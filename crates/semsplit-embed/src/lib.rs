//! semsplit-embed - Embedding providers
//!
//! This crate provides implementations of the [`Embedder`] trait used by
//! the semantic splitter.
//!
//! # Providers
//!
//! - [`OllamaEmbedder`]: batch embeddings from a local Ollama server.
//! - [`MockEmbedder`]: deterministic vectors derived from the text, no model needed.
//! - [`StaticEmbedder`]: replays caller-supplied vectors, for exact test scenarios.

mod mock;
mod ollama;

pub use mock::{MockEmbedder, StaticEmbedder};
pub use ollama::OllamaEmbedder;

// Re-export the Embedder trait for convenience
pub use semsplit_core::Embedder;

--------------------

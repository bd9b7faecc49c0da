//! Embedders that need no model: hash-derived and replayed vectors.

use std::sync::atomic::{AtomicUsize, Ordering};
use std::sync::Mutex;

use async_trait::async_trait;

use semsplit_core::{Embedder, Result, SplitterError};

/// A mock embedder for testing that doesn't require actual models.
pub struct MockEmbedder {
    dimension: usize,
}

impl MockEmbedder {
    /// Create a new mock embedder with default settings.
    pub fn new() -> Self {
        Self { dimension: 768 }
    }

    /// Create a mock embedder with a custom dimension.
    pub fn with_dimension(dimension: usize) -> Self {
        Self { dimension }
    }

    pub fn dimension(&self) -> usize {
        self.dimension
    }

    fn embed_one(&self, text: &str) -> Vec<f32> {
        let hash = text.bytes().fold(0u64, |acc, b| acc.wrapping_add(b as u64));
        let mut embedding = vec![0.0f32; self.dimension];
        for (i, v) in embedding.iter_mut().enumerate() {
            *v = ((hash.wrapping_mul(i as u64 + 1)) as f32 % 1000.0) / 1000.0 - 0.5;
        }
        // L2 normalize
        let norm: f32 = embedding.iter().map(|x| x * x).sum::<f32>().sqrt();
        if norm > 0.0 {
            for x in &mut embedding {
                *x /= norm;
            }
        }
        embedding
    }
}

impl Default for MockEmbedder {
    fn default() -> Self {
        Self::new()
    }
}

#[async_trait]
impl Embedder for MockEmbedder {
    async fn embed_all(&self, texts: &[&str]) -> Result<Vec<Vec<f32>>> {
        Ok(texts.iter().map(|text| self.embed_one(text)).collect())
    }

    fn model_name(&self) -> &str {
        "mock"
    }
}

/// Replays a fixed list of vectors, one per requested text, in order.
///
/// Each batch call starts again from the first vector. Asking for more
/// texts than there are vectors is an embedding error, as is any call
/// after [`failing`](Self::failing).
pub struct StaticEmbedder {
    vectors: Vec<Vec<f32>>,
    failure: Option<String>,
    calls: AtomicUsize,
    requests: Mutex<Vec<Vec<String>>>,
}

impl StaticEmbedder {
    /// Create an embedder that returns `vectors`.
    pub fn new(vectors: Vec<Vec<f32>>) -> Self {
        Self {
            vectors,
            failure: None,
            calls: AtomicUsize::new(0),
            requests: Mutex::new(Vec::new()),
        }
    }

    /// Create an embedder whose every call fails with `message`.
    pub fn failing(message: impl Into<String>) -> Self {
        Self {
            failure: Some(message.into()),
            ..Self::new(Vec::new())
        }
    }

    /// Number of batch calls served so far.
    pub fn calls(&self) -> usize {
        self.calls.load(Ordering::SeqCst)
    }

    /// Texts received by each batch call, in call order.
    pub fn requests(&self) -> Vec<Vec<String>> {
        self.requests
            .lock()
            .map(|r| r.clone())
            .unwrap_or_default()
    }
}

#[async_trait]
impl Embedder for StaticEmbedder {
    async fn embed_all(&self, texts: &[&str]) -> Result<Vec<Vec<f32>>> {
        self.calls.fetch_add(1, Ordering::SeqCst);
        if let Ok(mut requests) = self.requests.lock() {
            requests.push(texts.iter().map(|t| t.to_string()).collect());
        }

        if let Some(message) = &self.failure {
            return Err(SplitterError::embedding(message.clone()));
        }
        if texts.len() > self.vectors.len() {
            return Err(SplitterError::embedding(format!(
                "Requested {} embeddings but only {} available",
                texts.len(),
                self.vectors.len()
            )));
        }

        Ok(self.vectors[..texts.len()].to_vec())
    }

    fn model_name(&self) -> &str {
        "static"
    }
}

--------------------

GOAL OF THE EXERCISE:
Where a line of the records has the string "failing", return that line.

ANSWER AREA:
/// after [`failing`](Self::failing).
    pub fn failing(message: impl Into<String>) -> Self {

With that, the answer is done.